**SUPPLIED DATA**
//! Application configuration loading and validation.
//!
//! Configuration is loaded from an optional TOML file, then overridden by
//! environment variables (`DATABASE_URL`, `DB_USER`, `DB_PASS`, `DB_HOST`,
//! `DB_PORT`, `DB_NAME`). Every setting has a default, so an empty
//! environment yields a usable configuration.

use serde::Deserialize;
use std::path::Path;

use crate::error::{ConfigError, Result};

mod dashboard;
mod database;
mod logging;

pub use dashboard::DashboardConfig;
pub use database::DatabaseConfig;
pub use logging::LoggingConfig;

/// Main application configuration.
#[derive(Debug, Default, Deserialize)]
pub struct Config {
    #[serde(default)]
    pub database: DatabaseConfig,
    #[serde(default)]
    pub logging: LoggingConfig,
    #[serde(default)]
    pub dashboard: DashboardConfig,
}

impl Config {
    /// Load configuration from a TOML file, then apply environment overrides.
    pub fn load<P: AsRef<Path>>(path: P) -> Result<Self> {
        let content = std::fs::read_to_string(path).map_err(ConfigError::ReadFile)?;
        let mut config = Self::parse(&content)?;
        config.apply_overrides(|key| std::env::var(key).ok())?;
        config.validate()?;
        Ok(config)
    }

    /// Build configuration from defaults and environment variables only.
    pub fn from_env() -> Result<Self> {
        let mut config = Self::default();
        config.apply_overrides(|key| std::env::var(key).ok())?;
        config.validate()?;
        Ok(config)
    }

    /// Load `path` when given, otherwise `fallback` if it exists, otherwise
    /// fall back to the environment.
    pub fn resolve(path: Option<&Path>, fallback: &Path) -> Result<Self> {
        match path {
            Some(path) => Self::load(path),
            None if fallback.is_file() => Self::load(fallback),
            None => Self::from_env(),
        }
    }

    /// Parse TOML content without consulting the environment.
    pub fn parse(content: &str) -> Result<Self> {
        let config: Self = toml::from_str(content).map_err(ConfigError::Parse)?;
        Ok(config)
    }

    /// Apply overrides from a variable lookup (normally the process
    /// environment).
    pub fn apply_overrides<F>(&mut self, lookup: F) -> Result<()>
    where
        F: Fn(&str) -> Option<String>,
    {
        self.database.apply_overrides(lookup)
    }

    pub fn validate(&self) -> Result<()> {
        self.database.validate()?;
        self.dashboard.validate()?;
        Ok(())
    }

    /// Initialize logging with the configured settings.
    pub fn init_logging(&self) -> Result<()> {
        self.logging.init()
    }
}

**WHAT IS REQUIRED**
Wherever the string "path" appears in the entries, copy that line.

**SOLUTION TO THE PROBLEM**
use std::path::Path;
    pub fn load<P: AsRef<Path>>(path: P) -> Result<Self> {
        let content = std::fs::read_to_string(path).map_err(ConfigError::ReadFile)?;
    /// Load `path` when given, otherwise `fallback` if it exists, otherwise
    pub fn resolve(path: Option<&Path>, fallback: &Path) -> Result<Self> {
        match path {
            Some(path) => Self::load(path),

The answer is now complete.